[Work to complete] Tally how many lines in the data hold the word "AppState", and give the result with no other text.

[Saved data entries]
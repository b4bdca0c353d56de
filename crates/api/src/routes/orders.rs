//! Order read endpoint.

use std::sync::Arc;

use axum::Json;
use axum::extract::{Path, State};
use order_store::{OrderId, OrderRecord, OrderStore};

use crate::AppState;
use crate::error::ApiError;

/// GET /orders/{id}
///
/// Returns the persisted record for a checkout session or invoice id.
#[tracing::instrument(skip(state))]
pub async fn get(
    State(state): State<Arc<AppState>>,
    Path(id): Path<String>,
) -> Result<Json<OrderRecord>, ApiError> {
    let record = state
        .orders
        .get(&OrderId::new(id.as_str()))
        .await?
        .ok_or_else(|| ApiError::NotFound(format!("Order {id} not found")))?;

    Ok(Json(record))
}
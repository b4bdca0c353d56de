//! Queued message envelopes and their decoding.
//!
//! A queue receives the canonical event either directly (raw delivery) or
//! wrapped once by a pub/sub relay. Decoding resolves that difference in one
//! step and then classifies the body by its `event_type`.

use std::collections::HashMap;

use chrono::{DateTime, Utc};
use common::MessageId;
use serde::{Deserialize, Serialize};
use thiserror::Error;

use crate::event::{CanonicalEvent, EventType};

/// Errors raised while decoding a queued envelope.
#[derive(Debug, Error)]
pub enum EnvelopeError {
    /// The body is not JSON.
    #[error("Envelope body is not valid JSON: {0}")]
    InvalidJson(#[source] serde_json::Error),

    /// The body was flagged as relay-wrapped but is not a relay notification.
    #[error("Invalid relay envelope: {0}")]
    InvalidRelay(#[source] serde_json::Error),

    /// The body has no `event_type` at all.
    #[error("Envelope body has no event_type")]
    MissingEventType,

    /// The event type is known but the body does not match it.
    #[error("Invalid {event_type} body: {source}")]
    InvalidEvent {
        event_type: EventType,
        #[source]
        source: serde_json::Error,
    },
}

/// One message attribute as a relay serializes it.
#[derive(Debug, Clone, PartialEq, Eq, Serialize, Deserialize)]
pub struct RelayAttribute {
    #[serde(rename = "Type")]
    pub data_type: String,
    #[serde(rename = "Value")]
    pub value: String,
}

impl RelayAttribute {
    pub fn string(value: impl Into<String>) -> Self {
        Self {
            data_type: "String".to_string(),
            value: value.into(),
        }
    }
}

/// The notification document a pub/sub relay puts on a queue.
///
/// Only `Message` matters to consumers; everything else is relay metadata.
#[derive(Debug, Clone, PartialEq, Serialize, Deserialize)]
#[serde(rename_all = "PascalCase")]
pub struct RelayEnvelope {
    #[serde(rename = "Type", default = "notification")]
    pub kind: String,
    #[serde(default)]
    pub message_id: String,
    #[serde(default)]
    pub topic_arn: String,
    pub message: String,
    #[serde(default)]
    pub message_attributes: HashMap<String, RelayAttribute>,
    #[serde(default = "Utc::now")]
    pub timestamp: DateTime<Utc>,
}

fn notification() -> String {
    "Notification".to_string()
}

impl RelayEnvelope {
    /// Wraps a message body the way the relay does.
    pub fn wrap(
        message_id: impl Into<String>,
        topic_arn: impl Into<String>,
        message: impl Into<String>,
        attributes: &HashMap<String, String>,
    ) -> Self {
        Self {
            kind: notification(),
            message_id: message_id.into(),
            topic_arn: topic_arn.into(),
            message: message.into(),
            message_attributes: attributes
                .iter()
                .map(|(k, v)| (k.clone(), RelayAttribute::string(v)))
                .collect(),
            timestamp: Utc::now(),
        }
    }

    /// Returns a message attribute value.
    pub fn attribute(&self, name: &str) -> Option<&str> {
        self.message_attributes.get(name).map(|a| a.value.as_str())
    }
}

/// How a queued body reached the queue.
#[derive(Debug, Clone, PartialEq)]
pub enum Delivery {
    Direct(serde_json::Value),
    Relayed(RelayEnvelope),
}

impl Delivery {
    /// Unwraps at most one relay level and returns the canonical body.
    pub fn into_body(self) -> Result<serde_json::Value, EnvelopeError> {
        match self {
            Delivery::Direct(body) => Ok(body),
            Delivery::Relayed(relay) => {
                serde_json::from_str(&relay.message).map_err(EnvelopeError::InvalidJson)
            }
        }
    }
}

/// The result of decoding a queued body.
#[derive(Debug, Clone, PartialEq)]
pub enum InboundEvent {
    Known(CanonicalEvent),
    /// A well-formed body with an `event_type` this build does not know.
    Unrecognized { event_type: String },
}

impl InboundEvent {
    /// Classifies a canonical body by its `event_type`.
    pub fn from_body(body: serde_json::Value) -> Result<Self, EnvelopeError> {
        let Some(name) = body.get("event_type").and_then(|t| t.as_str()) else {
            return Err(EnvelopeError::MissingEventType);
        };

        let Some(event_type) = EventType::parse(name) else {
            return Ok(InboundEvent::Unrecognized {
                event_type: name.to_string(),
            });
        };

        serde_json::from_value(body)
            .map(InboundEvent::Known)
            .map_err(|source| EnvelopeError::InvalidEvent { event_type, source })
    }

    pub fn event_type_name(&self) -> &str {
        match self {
            InboundEvent::Known(event) => event.event_type().as_str(),
            InboundEvent::Unrecognized { event_type } => event_type,
        }
    }
}

/// A unit of at-least-once work taken from a queue.
#[derive(Debug, Clone, PartialEq, Eq)]
pub struct QueuedEnvelope {
    pub message_id: MessageId,
    pub body: Vec<u8>,
    pub relay_wrapped: bool,
}

impl QueuedEnvelope {
    /// An envelope carrying the canonical body directly.
    pub fn direct(message_id: impl Into<MessageId>, body: impl Into<Vec<u8>>) -> Self {
        Self {
            message_id: message_id.into(),
            body: body.into(),
            relay_wrapped: false,
        }
    }

    /// An envelope carrying a relay notification.
    pub fn relayed(message_id: impl Into<MessageId>, body: impl Into<Vec<u8>>) -> Self {
        Self {
            message_id: message_id.into(),
            body: body.into(),
            relay_wrapped: true,
        }
    }

    pub fn delivery(&self) -> Result<Delivery, EnvelopeError> {
        if self.relay_wrapped {
            serde_json::from_slice(&self.body)
                .map(Delivery::Relayed)
                .map_err(EnvelopeError::InvalidRelay)
        } else {
            serde_json::from_slice(&self.body)
                .map(Delivery::Direct)
                .map_err(EnvelopeError::InvalidJson)
        }
    }

    /// Unwraps and classifies the body.
    pub fn decode(&self) -> Result<InboundEvent, EnvelopeError> {
        InboundEvent::from_body(self.delivery()?.into_body()?)
    }
}
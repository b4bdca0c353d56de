//! Verification and normalization of one inbound webhook.

use chrono::Utc;

use crate::error::DomainError;
use crate::event::CanonicalEvent;
use crate::normalizer::{EventNormalizer, ProviderEvent};
use crate::signature::SignatureVerifier;

/// A verified webhook.
#[derive(Debug, Clone)]
pub struct Accepted {
    pub provider_event: ProviderEvent,
    /// `None` when the provider type is not one this pipeline handles.
    pub event: Option<CanonicalEvent>,
}

/// Runs the signature check before anything looks at the body.
#[derive(Debug, Clone, Copy, Default)]
pub struct WebhookIngress {
    verifier: SignatureVerifier,
    normalizer: EventNormalizer,
}

impl WebhookIngress {
    pub fn new(verifier: SignatureVerifier) -> Self {
        Self {
            verifier,
            normalizer: EventNormalizer::new(),
        }
    }

    pub fn verifier(&self) -> &SignatureVerifier {
        &self.verifier
    }

    /// Verifies against every active secret, then parses and normalizes.
    pub fn accept(
        &self,
        body: &[u8],
        signature_header: &str,
        secrets: &[&[u8]],
    ) -> Result<Accepted, DomainError> {
        self.accept_at(body, signature_header, secrets, Utc::now().timestamp())
    }

    #[tracing::instrument(skip_all)]
    pub fn accept_at(
        &self,
        body: &[u8],
        signature_header: &str,
        secrets: &[&[u8]],
        now: i64,
    ) -> Result<Accepted, DomainError> {
        self.verifier
            .check_any_at(body, signature_header, secrets, now)?;

        let provider_event = ProviderEvent::parse(body)?;
        tracing::info!(
            provider_event_id = %provider_event.id,
            provider_event_type = %provider_event.event_type,
            test_mode = provider_event.is_test_event(),
            "Webhook verified"
        );

        let event = self.normalizer.normalize_event(&provider_event)?;
        Ok(Accepted {
            provider_event,
            event,
        })
    }
}

#[cfg(test)]
mod tests {
    use super::*;
    use crate::signature::signature_header;

    const SECRET: &[u8] = b"whsec_test";
    const NOW: i64 = 1_700_000_000;

    fn body(kind: &str, object: serde_json::Value) -> Vec<u8> {
        serde_json::to_vec(&serde_json::json!({
            "id": "evt_1",
            "type": kind,
            "created": NOW,
            "livemode": false,
            "data": {"object": object}
        }))
        .unwrap()
    }

    #[test]
    fn test_accepts_checkout_session() {
        let body = body(
            "checkout.session.completed",
            serde_json::json!({
                "id": "cs_1",
                "payment_intent": "pi_1",
                "amount_total": 2500,
                "currency": "usd",
                "customer_details": {"email": "a@b.com"}
            }),
        );
        let header = signature_header(SECRET, NOW, &body).unwrap();

        let accepted = WebhookIngress::default()
            .accept_at(&body, &header, &[SECRET], NOW)
            .unwrap();

        let event = accepted.event.unwrap();
        assert_eq!(event.idempotency_key().as_str(), "cs_1");
        assert_eq!(event.occurred_at().timestamp(), NOW);
    }

    #[test]
    fn test_signature_checked_before_parsing() {
        let header = signature_header(SECRET, NOW, b"not json").unwrap();
        let err = WebhookIngress::default()
            .accept_at(b"not json", &header, &[b"whsec_other".as_slice()], NOW)
            .unwrap_err();
        assert!(matches!(err, DomainError::Signature(_)));

        let err = WebhookIngress::default()
            .accept_at(b"not json", &header, &[SECRET], NOW)
            .unwrap_err();
        assert!(matches!(err, DomainError::InvalidBody(_)));
    }

    #[test]
    fn test_unhandled_type_is_accepted_without_event() {
        let body = body("customer.created", serde_json::json!({"id": "cus_1"}));
        let header = signature_header(SECRET, NOW, &body).unwrap();

        let accepted = WebhookIngress::default()
            .accept_at(&body, &header, &[SECRET], NOW)
            .unwrap();

        assert!(accepted.event.is_none());
        assert_eq!(accepted.provider_event.event_type, "customer.created");
    }
}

[Written answer] 2